* EXERCISE AIM
Starting at the line containing "actual.dot(target) / (actual_norm" and ending at the line containing "let similarity = 0.5", print every line of the material below exactly, both ends included, and stop there.

+++

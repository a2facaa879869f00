//! Per-chemotype scoring against a target profile.

use serde::Serialize;

use crate::domain::chemotype::{sanitize_amount, Chemotype, ChemotypeId};
use crate::domain::effect::EffectVector;
use crate::domain::profile::TargetProfile;
use crate::tables::EngineTables;

/// A chemotype's own position in effect space.
#[derive(Clone, Debug, PartialEq, Serialize)]
pub struct DerivedEffects {
    pub effects: EffectVector,
    pub anxiety_risk: f64,
}

#[derive(Clone, Debug, PartialEq, Serialize)]
pub struct ChemotypeScore {
    pub chemotype_id: ChemotypeId,
    pub derived: DerivedEffects,
    pub similarity: f64,
    /// Similarity after the constraint cap, in [0, 1].
    pub score: f64,
    pub violates_constraints: bool,
}

#[derive(Debug, Clone, Copy)]
pub struct ChemotypeScorer<'a> {
    tables: &'a EngineTables,
    violation_score_cap: f64,
}

impl<'a> ChemotypeScorer<'a> {
    pub fn new(tables: &'a EngineTables, violation_score_cap: f64) -> Self {
        Self { tables, violation_score_cap }
    }

    /// Concentration-weighted terpene contributions plus cannabinoid effects,
    /// passed through a saturating transform so every value stays below 1.
    /// Terpenes missing from the weight table contribute nothing.
    pub fn derive_effects(&self, chemotype: &Chemotype) -> DerivedEffects {
        let modifiers = &self.tables.cannabinoids;
        let thc = sanitize_amount(chemotype.cannabinoids.thc_or_zero());
        let cbd = sanitize_amount(chemotype.cannabinoids.cbd_or_zero());

        let mut raw = modifiers.thc_effects.scaled(thc).added(&modifiers.cbd_effects.scaled(cbd));
        let mut anxiety = thc * modifiers.thc_anxiety - cbd * modifiers.cbd_anxiety;

        for (name, concentration) in &chemotype.terpenes {
            let concentration = sanitize_amount(*concentration);
            if concentration == 0.0 {
                continue;
            }
            if let Some(weights) = self.tables.terpene(name) {
                raw = raw.added(&weights.effects.scaled(concentration));
                anxiety += concentration * weights.anxiety;
            }
        }

        let intensity = 1.0 + thc * modifiers.thc_intensity;
        let gain = modifiers.saturation_gain;
        let effects = raw.map(|value| 1.0 - (-gain * value * intensity).exp()).clamped_unit();

        DerivedEffects { effects, anxiety_risk: anxiety.clamp(0.0, 1.0) }
    }

    pub fn score(&self, chemotype: &Chemotype, profile: &TargetProfile) -> ChemotypeScore {
        let derived = self.derive_effects(chemotype);
        let similarity = profile_similarity(&derived.effects, &profile.targets);

        let over_risk = derived.anxiety_risk > profile.constraints.max_anxiety_risk;
        let over_thc = profile
            .constraints
            .max_thc_percent
            .map(|limit| chemotype.cannabinoids.thc_or_zero() > limit)
            .unwrap_or(false);
        let violates_constraints = over_risk || over_thc;

        let score =
            if violates_constraints { similarity.min(self.violation_score_cap) } else { similarity };

        ChemotypeScore {
            chemotype_id: chemotype.id.clone(),
            derived,
            similarity,
            score,
            violates_constraints,
        }
    }
}

/// Equal mix of cosine similarity and distance-based closeness, in [0, 1].
pub fn profile_similarity(actual: &EffectVector, target: &EffectVector) -> f64 {
    let actual_norm = actual.norm();
    let target_norm = target.norm();

    let cosine = if actual_norm == 0.0 && target_norm == 0.0 {
        1.0
    } else if actual_norm == 0.0 || target_norm == 0.0 {
        0.0
    } else {
        actual.dot(target) / (actual_norm * target_norm)
    };

    let closeness = if target_norm == 0.0 {
        (1.0 - actual_norm).max(0.0)
    } else {
        (1.0 - actual.distance(target) / target_norm).max(0.0)
    };

    let similarity = 0.5 * cosine.clamp(0.0, 1.0) + 0.5 * closeness;
    if similarity.is_finite() {
        similarity.clamp(0.0, 1.0)
    } else {
        0.0
    }
}

#[cfg(test)]
mod tests {
    use super::{profile_similarity, ChemotypeScorer};
    use crate::domain::chemotype::Chemotype;
    use crate::domain::effect::EffectVector;
    use crate::intent::{Intent, IntentInterpreter};
    use crate::tables::EngineTables;

    fn focus_profile() -> crate::domain::profile::TargetProfile {
        IntentInterpreter::new()
            .interpret(&Intent::new("focus work ignore distractions clear mind no anxiety"))
    }

    #[test]
    fn identical_vectors_are_fully_similar() {
        let vector = EffectVector::from_values([0.2, 0.9, 0.5, 0.3, 0.3, 0.2]);
        assert!((profile_similarity(&vector, &vector) - 1.0).abs() < 1e-12);
    }

    #[test]
    fn zero_vector_against_target_scores_low() {
        let target = EffectVector::from_values([0.2, 0.9, 0.5, 0.3, 0.3, 0.2]);
        assert_eq!(profile_similarity(&EffectVector::default(), &target), 0.0);
    }

    #[test]
    fn derived_effects_rise_with_concentration() {
        let tables = EngineTables::default();
        let scorer = ChemotypeScorer::new(&tables, 0.6);
        let light = Chemotype::new("a", "A").with_thc(10.0).with_terpene("pinene", 0.3);
        let heavy = Chemotype::new("b", "B").with_thc(10.0).with_terpene("pinene", 0.9);

        let light = scorer.derive_effects(&light).effects;
        let heavy = scorer.derive_effects(&heavy).effects;
        for ((_, low), (_, high)) in light.iter().zip(heavy.iter()) {
            assert!(high >= low);
        }
        assert!(heavy.focus > light.focus);
        assert!(heavy.values().iter().all(|value| (0.0..1.0).contains(value)));
    }

    #[test]
    fn missing_terpene_data_is_zero_contribution() {
        let tables = EngineTables::default();
        let scorer = ChemotypeScorer::new(&tables, 0.6);
        let bare = Chemotype::new("bare", "Bare");
        let derived = scorer.derive_effects(&bare);

        assert_eq!(derived.effects, EffectVector::default());
        assert_eq!(derived.anxiety_risk, 0.0);
    }

    #[test]
    fn thc_raises_and_cbd_lowers_anxiety_risk() {
        let tables = EngineTables::default();
        let scorer = ChemotypeScorer::new(&tables, 0.6);
        let racy = scorer.derive_effects(&Chemotype::new("r", "R").with_thc(24.0));
        let buffered =
            scorer.derive_effects(&Chemotype::new("b", "B").with_thc(24.0).with_cbd(8.0));

        assert!((racy.anxiety_risk - 0.72).abs() < 1e-9);
        assert!(buffered.anxiety_risk < racy.anxiety_risk);
    }

    #[test]
    fn constraint_violation_caps_score_without_disqualifying() {
        let tables = EngineTables::default();
        let scorer = ChemotypeScorer::new(&tables, 0.6);
        let profile = focus_profile();
        let couch_lock = Chemotype::new("couch-lock", "Couch Lock")
            .with_thc(26.0)
            .with_cbd(0.1)
            .with_terpene("myrcene", 1.5)
            .with_terpene("caryophyllene", 0.4);

        let scored = scorer.score(&couch_lock, &profile);
        assert!(scored.violates_constraints);
        assert!(scored.score <= 0.6);
        assert!(scored.score > 0.0);
    }

    #[test]
    fn max_thc_constraint_counts_as_violation() {
        let tables = EngineTables::default();
        let scorer = ChemotypeScorer::new(&tables, 0.6);
        let mut profile = IntentInterpreter::new().interpret(&Intent::new("mild"));
        profile.constraints.max_anxiety_risk = 1.0;

        let strong = Chemotype::new("s", "S").with_thc(18.0).with_terpene("limonene", 0.8);
        assert!(scorer.score(&strong, &profile).violates_constraints);
    }
}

+++

* ANSWER BELOW
        actual.dot(target) / (actual_norm * target_norm)
    };

    let closeness = if target_norm == 0.0 {
        (1.0 - actual_norm).max(0.0)
    } else {
        (1.0 - actual.distance(target) / target_norm).max(0.0)
    };

    let similarity = 0.5 * cosine.clamp(0.0, 1.0) + 0.5 * closeness;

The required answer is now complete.